═════ PROVIDED ENTRIES ═════
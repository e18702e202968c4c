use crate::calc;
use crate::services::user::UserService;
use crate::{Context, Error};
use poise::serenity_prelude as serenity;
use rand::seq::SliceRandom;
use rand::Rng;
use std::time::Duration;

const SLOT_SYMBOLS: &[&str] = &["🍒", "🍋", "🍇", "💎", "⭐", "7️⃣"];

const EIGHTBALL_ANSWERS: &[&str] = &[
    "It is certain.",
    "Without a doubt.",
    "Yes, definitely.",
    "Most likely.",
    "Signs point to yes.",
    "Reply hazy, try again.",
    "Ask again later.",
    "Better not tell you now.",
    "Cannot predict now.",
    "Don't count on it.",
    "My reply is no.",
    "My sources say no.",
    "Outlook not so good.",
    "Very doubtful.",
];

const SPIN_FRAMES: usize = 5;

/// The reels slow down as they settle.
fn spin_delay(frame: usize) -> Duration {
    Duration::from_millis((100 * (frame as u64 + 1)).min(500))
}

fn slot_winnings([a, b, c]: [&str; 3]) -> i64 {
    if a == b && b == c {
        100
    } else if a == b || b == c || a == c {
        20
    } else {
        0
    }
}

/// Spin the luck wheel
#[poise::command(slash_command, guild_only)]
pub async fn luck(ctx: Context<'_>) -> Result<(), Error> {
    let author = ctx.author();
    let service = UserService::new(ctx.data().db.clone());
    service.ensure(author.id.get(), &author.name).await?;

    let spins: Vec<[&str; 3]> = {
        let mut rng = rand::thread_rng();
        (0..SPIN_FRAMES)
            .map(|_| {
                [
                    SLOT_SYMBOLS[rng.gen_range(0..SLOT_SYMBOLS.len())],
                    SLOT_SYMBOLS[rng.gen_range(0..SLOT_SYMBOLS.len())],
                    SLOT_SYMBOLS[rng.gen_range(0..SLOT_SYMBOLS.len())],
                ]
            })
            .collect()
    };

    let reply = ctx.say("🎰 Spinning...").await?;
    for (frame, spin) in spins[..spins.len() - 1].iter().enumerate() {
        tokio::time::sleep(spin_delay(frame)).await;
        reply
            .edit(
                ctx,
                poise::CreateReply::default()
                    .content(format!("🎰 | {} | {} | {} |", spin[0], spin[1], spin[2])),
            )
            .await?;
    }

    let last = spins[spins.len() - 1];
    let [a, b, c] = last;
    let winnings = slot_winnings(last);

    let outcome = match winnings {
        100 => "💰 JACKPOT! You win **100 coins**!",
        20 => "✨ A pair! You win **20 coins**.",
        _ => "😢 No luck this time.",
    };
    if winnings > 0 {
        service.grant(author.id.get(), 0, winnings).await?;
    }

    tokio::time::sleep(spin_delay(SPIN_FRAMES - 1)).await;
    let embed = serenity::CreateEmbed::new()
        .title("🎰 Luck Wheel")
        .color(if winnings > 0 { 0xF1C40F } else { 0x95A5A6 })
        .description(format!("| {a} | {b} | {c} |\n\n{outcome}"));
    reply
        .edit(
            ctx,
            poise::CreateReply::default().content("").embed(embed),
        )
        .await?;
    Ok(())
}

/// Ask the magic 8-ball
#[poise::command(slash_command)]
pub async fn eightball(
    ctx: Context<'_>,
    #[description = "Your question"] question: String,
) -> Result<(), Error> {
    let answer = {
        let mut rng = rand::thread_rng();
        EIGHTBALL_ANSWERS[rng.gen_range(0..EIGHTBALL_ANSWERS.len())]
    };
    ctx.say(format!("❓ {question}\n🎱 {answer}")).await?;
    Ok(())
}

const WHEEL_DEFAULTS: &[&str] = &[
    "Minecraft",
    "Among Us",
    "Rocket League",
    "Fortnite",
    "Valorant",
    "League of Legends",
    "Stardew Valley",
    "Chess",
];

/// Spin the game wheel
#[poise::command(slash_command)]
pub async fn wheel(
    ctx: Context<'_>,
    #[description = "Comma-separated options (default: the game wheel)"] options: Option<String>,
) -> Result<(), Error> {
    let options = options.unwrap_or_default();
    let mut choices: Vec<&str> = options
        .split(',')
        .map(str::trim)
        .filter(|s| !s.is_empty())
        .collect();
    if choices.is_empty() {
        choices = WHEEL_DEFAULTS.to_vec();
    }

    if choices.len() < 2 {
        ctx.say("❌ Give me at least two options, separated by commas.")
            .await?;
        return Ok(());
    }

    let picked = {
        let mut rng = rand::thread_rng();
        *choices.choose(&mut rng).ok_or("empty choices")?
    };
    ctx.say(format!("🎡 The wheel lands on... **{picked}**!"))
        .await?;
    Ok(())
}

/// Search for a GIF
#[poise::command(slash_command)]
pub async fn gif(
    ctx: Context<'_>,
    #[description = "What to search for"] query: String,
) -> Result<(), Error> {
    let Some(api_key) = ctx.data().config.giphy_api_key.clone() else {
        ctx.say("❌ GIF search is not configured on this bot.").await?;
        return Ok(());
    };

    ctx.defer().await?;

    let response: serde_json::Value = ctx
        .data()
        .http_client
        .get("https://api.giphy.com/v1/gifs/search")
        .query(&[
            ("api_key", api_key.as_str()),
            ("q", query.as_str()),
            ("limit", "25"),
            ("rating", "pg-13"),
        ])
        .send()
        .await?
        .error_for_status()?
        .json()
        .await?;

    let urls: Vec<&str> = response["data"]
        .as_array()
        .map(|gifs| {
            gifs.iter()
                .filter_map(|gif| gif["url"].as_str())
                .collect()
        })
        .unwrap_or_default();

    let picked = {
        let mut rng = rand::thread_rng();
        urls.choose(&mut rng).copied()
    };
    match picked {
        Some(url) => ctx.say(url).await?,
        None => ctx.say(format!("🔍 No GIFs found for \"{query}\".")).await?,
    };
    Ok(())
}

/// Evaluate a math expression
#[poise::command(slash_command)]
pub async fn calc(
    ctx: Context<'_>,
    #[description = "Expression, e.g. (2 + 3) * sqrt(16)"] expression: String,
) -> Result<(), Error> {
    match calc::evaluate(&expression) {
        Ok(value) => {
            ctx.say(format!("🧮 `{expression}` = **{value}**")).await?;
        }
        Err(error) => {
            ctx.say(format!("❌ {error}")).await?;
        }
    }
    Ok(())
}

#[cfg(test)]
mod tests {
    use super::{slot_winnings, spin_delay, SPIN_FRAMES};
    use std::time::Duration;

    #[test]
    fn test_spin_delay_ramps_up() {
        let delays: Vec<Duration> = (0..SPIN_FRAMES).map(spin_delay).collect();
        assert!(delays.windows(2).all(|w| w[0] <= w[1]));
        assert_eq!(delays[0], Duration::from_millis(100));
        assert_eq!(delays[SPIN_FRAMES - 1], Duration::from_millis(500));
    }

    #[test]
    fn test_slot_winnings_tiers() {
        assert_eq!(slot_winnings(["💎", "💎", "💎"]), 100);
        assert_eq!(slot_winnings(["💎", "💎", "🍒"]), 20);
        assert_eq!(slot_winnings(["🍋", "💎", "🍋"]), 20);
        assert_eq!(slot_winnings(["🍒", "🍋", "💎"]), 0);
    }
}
═════
**WHAT YOU HAVE TO DO**
Type out all of the records again, exactly.

**PROBLEM SOLUTION**
repository e18702e202968c4c
use crate::calc;
use crate::services::user::UserService;
use crate::{Context, Error};
use poise::serenity_prelude as serenity;
use rand::seq::SliceRandom;
use rand::Rng;
use std::time::Duration;

const SLOT_SYMBOLS: &[&str] = &["🍒", "🍋", "🍇", "💎", "⭐", "7️⃣"];

const EIGHTBALL_ANSWERS: &[&str] = &[
    "It is certain.",
    "Without a doubt.",
    "Yes, definitely.",
    "Most likely.",
    "Signs point to yes.",
    "Reply hazy, try again.",
    "Ask again later.",
    "Better not tell you now.",
    "Cannot predict now.",
    "Don't count on it.",
    "My reply is no.",
    "My sources say no.",
    "Outlook not so good.",
    "Very doubtful.",
];

const SPIN_FRAMES: usize = 5;

/// The reels slow down as they settle.
fn spin_delay(frame: usize) -> Duration {
    Duration::from_millis((100 * (frame as u64 + 1)).min(500))
}

fn slot_winnings([a, b, c]: [&str; 3]) -> i64 {
    if a == b && b == c {
        100
    } else if a == b || b == c || a == c {
        20
    } else {
        0
    }
}

/// Spin the luck wheel
#[poise::command(slash_command, guild_only)]
pub async fn luck(ctx: Context<'_>) -> Result<(), Error> {
    let author = ctx.author();
    let service = UserService::new(ctx.data().db.clone());
    service.ensure(author.id.get(), &author.name).await?;

    let spins: Vec<[&str; 3]> = {
        let mut rng = rand::thread_rng();
        (0..SPIN_FRAMES)
            .map(|_| {
                [
                    SLOT_SYMBOLS[rng.gen_range(0..SLOT_SYMBOLS.len())],
                    SLOT_SYMBOLS[rng.gen_range(0..SLOT_SYMBOLS.len())],
                    SLOT_SYMBOLS[rng.gen_range(0..SLOT_SYMBOLS.len())],
                ]
            })
            .collect()
    };

    let reply = ctx.say("🎰 Spinning...").await?;
    for (frame, spin) in spins[..spins.len() - 1].iter().enumerate() {
        tokio::time::sleep(spin_delay(frame)).await;
        reply
            .edit(
                ctx,
                poise::CreateReply::default()
                    .content(format!("🎰 | {} | {} | {} |", spin[0], spin[1], spin[2])),
            )
            .await?;
    }

    let last = spins[spins.len() - 1];
    let [a, b, c] = last;
    let winnings = slot_winnings(last);

    let outcome = match winnings {
        100 => "💰 JACKPOT! You win **100 coins**!",
        20 => "✨ A pair! You win **20 coins**.",
        _ => "😢 No luck this time.",
    };
    if winnings > 0 {
        service.grant(author.id.get(), 0, winnings).await?;
    }

    tokio::time::sleep(spin_delay(SPIN_FRAMES - 1)).await;
    let embed = serenity::CreateEmbed::new()
        .title("🎰 Luck Wheel")
        .color(if winnings > 0 { 0xF1C40F } else { 0x95A5A6 })
        .description(format!("| {a} | {b} | {c} |\n\n{outcome}"));
    reply
        .edit(
            ctx,
            poise::CreateReply::default().content("").embed(embed),
        )
        .await?;
    Ok(())
}

/// Ask the magic 8-ball
#[poise::command(slash_command)]
pub async fn eightball(
    ctx: Context<'_>,
    #[description = "Your question"] question: String,
) -> Result<(), Error> {
    let answer = {
        let mut rng = rand::thread_rng();
        EIGHTBALL_ANSWERS[rng.gen_range(0..EIGHTBALL_ANSWERS.len())]
    };
    ctx.say(format!("❓ {question}\n🎱 {answer}")).await?;
    Ok(())
}

const WHEEL_DEFAULTS: &[&str] = &[
    "Minecraft",
    "Among Us",
    "Rocket League",
    "Fortnite",
    "Valorant",
    "League of Legends",
    "Stardew Valley",
    "Chess",
];

/// Spin the game wheel
#[poise::command(slash_command)]
pub async fn wheel(
    ctx: Context<'_>,
    #[description = "Comma-separated options (default: the game wheel)"] options: Option<String>,
) -> Result<(), Error> {
    let options = options.unwrap_or_default();
    let mut choices: Vec<&str> = options
        .split(',')
        .map(str::trim)
        .filter(|s| !s.is_empty())
        .collect();
    if choices.is_empty() {
        choices = WHEEL_DEFAULTS.to_vec();
    }

    if choices.len() < 2 {
        ctx.say("❌ Give me at least two options, separated by commas.")
            .await?;
        return Ok(());
    }

    let picked = {
        let mut rng = rand::thread_rng();
        *choices.choose(&mut rng).ok_or("empty choices")?
    };
    ctx.say(format!("🎡 The wheel lands on... **{picked}**!"))
        .await?;
    Ok(())
}

/// Search for a GIF
#[poise::command(slash_command)]
pub async fn gif(
    ctx: Context<'_>,
    #[description = "What to search for"] query: String,
) -> Result<(), Error> {
    let Some(api_key) = ctx.data().config.giphy_api_key.clone() else {
        ctx.say("❌ GIF search is not configured on this bot.").await?;
        return Ok(());
    };

    ctx.defer().await?;

    let response: serde_json::Value = ctx
        .data()
        .http_client
        .get("https://api.giphy.com/v1/gifs/search")
        .query(&[
            ("api_key", api_key.as_str()),
            ("q", query.as_str()),
            ("limit", "25"),
            ("rating", "pg-13"),
        ])
        .send()
        .await?
        .error_for_status()?
        .json()
        .await?;

    let urls: Vec<&str> = response["data"]
        .as_array()
        .map(|gifs| {
            gifs.iter()
                .filter_map(|gif| gif["url"].as_str())
                .collect()
        })
        .unwrap_or_default();

    let picked = {
        let mut rng = rand::thread_rng();
        urls.choose(&mut rng).copied()
    };
    match picked {
        Some(url) => ctx.say(url).await?,
        None => ctx.say(format!("🔍 No GIFs found for \"{query}\".")).await?,
    };
    Ok(())
}

/// Evaluate a math expression
#[poise::command(slash_command)]
pub async fn calc(
    ctx: Context<'_>,
    #[description = "Expression, e.g. (2 + 3) * sqrt(16)"] expression: String,
) -> Result<(), Error> {
    match calc::evaluate(&expression) {
        Ok(value) => {
            ctx.say(format!("🧮 `{expression}` = **{value}**")).await?;
        }
        Err(error) => {
            ctx.say(format!("❌ {error}")).await?;
        }
    }
    Ok(())
}

#[cfg(test)]
mod tests {
    use super::{slot_winnings, spin_delay, SPIN_FRAMES};
    use std::time::Duration;

    #[test]
    fn test_spin_delay_ramps_up() {
        let delays: Vec<Duration> = (0..SPIN_FRAMES).map(spin_delay).collect();
        assert!(delays.windows(2).all(|w| w[0] <= w[1]));
        assert_eq!(delays[0], Duration::from_millis(100));
        assert_eq!(delays[SPIN_FRAMES - 1], Duration::from_millis(500));
    }

    #[test]
    fn test_slot_winnings_tiers() {
        assert_eq!(slot_winnings(["💎", "💎", "💎"]), 100);
        assert_eq!(slot_winnings(["💎", "💎", "🍒"]), 20);
        assert_eq!(slot_winnings(["🍋", "💎", "🍋"]), 20);
        assert_eq!(slot_winnings(["🍒", "🍋", "💎"]), 0);
    }
}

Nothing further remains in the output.